Sites de cuisine ou de musique orientale, contenus éducatifs, plateformes interactives ou de partage de contenus, applications pour smartphones, sélection de films doublés en arabe, jusqu’aux applications pour restaurateurs... Le Moyen-Orient vit sans le savoir à l’e-heure de Tel-Aviv. Ou plutôt de Nazareth. Car ces innovations sont le fait d’Arabes israéliens, dont la plupart vivent dans la ville de Joseph. On y assiste depuis peu à la création en série de start-up spécialisées dans les contenus numériques en langue arabe et à l’attention des pays voisins.

Incognito bien sûr. Pas question d’être estampillé « israéliens » par leurs clients.

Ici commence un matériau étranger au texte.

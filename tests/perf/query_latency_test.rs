// Included into the library's test module via lib.rs, so paths are crate-relative.
use std::time::Instant;

use crate::catalog::{load, CatalogDefinition, CategoryDefinition, CommandDefinition};
use crate::model::CategoryFilter;
use crate::query::query;

fn p95_ms(samples: &mut [f64]) -> f64 {
    samples.sort_by(|a, b| a.partial_cmp(b).unwrap_or(std::cmp::Ordering::Equal));
    let last = samples.len().saturating_sub(1);
    let idx = ((last as f64) * 0.95).round() as usize;
    samples[idx.min(last)]
}

fn synthetic_catalog(categories: usize, commands_per_category: usize) -> crate::catalog::Catalog {
    let categories = (0..categories)
        .map(|c| CategoryDefinition {
            name: format!("Category_{c:02}"),
            commands: (0..commands_per_category)
                .map(|i| CommandDefinition {
                    name: format!("command_{c:02}_{i:04}"),
                    description: format!("Synthetic command number {i} in group {c}."),
                })
                .collect(),
        })
        .collect();

    load(CatalogDefinition { categories }).expect("synthetic catalog should load")
}

#[test]
fn warm_query_p95_under_15ms() {
    let catalog = synthetic_catalog(20, 500);
    let filter = CategoryFilter::All;

    for _ in 0..30 {
        let _ = query(&catalog, "command_07", &filter);
    }

    let mut batch_p95 = Vec::with_capacity(5);
    for _ in 0..5 {
        let mut samples = Vec::with_capacity(80);
        for _ in 0..80 {
            let start = Instant::now();
            let _ = query(&catalog, "command_07", &filter);
            samples.push(start.elapsed().as_secs_f64() * 1000.0);
        }
        batch_p95.push(p95_ms(&mut samples));
    }

    batch_p95.sort_by(|a, b| a.partial_cmp(b).unwrap_or(std::cmp::Ordering::Equal));
    let median_p95 = batch_p95[batch_p95.len() / 2];

    assert!(
        median_p95 <= 15.0,
        "median batch p95 too high: {median_p95:.3}ms (budget 15.0ms); batches={batch_p95:?}",
    );
}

Ce qui n’est pas très compliqué, les internautes se préoccupant rarement de la provenance du service qu’ils utilisent.

Pourquoi un tel succès ? La raison est simple et se résume à quelques chiffres :

  • le monde arabe comprend 100 millions d’internautes et trois fois plus d’utilisateurs de mobiles ;
  • or, seul 1% des contenus du Web sont en arabe.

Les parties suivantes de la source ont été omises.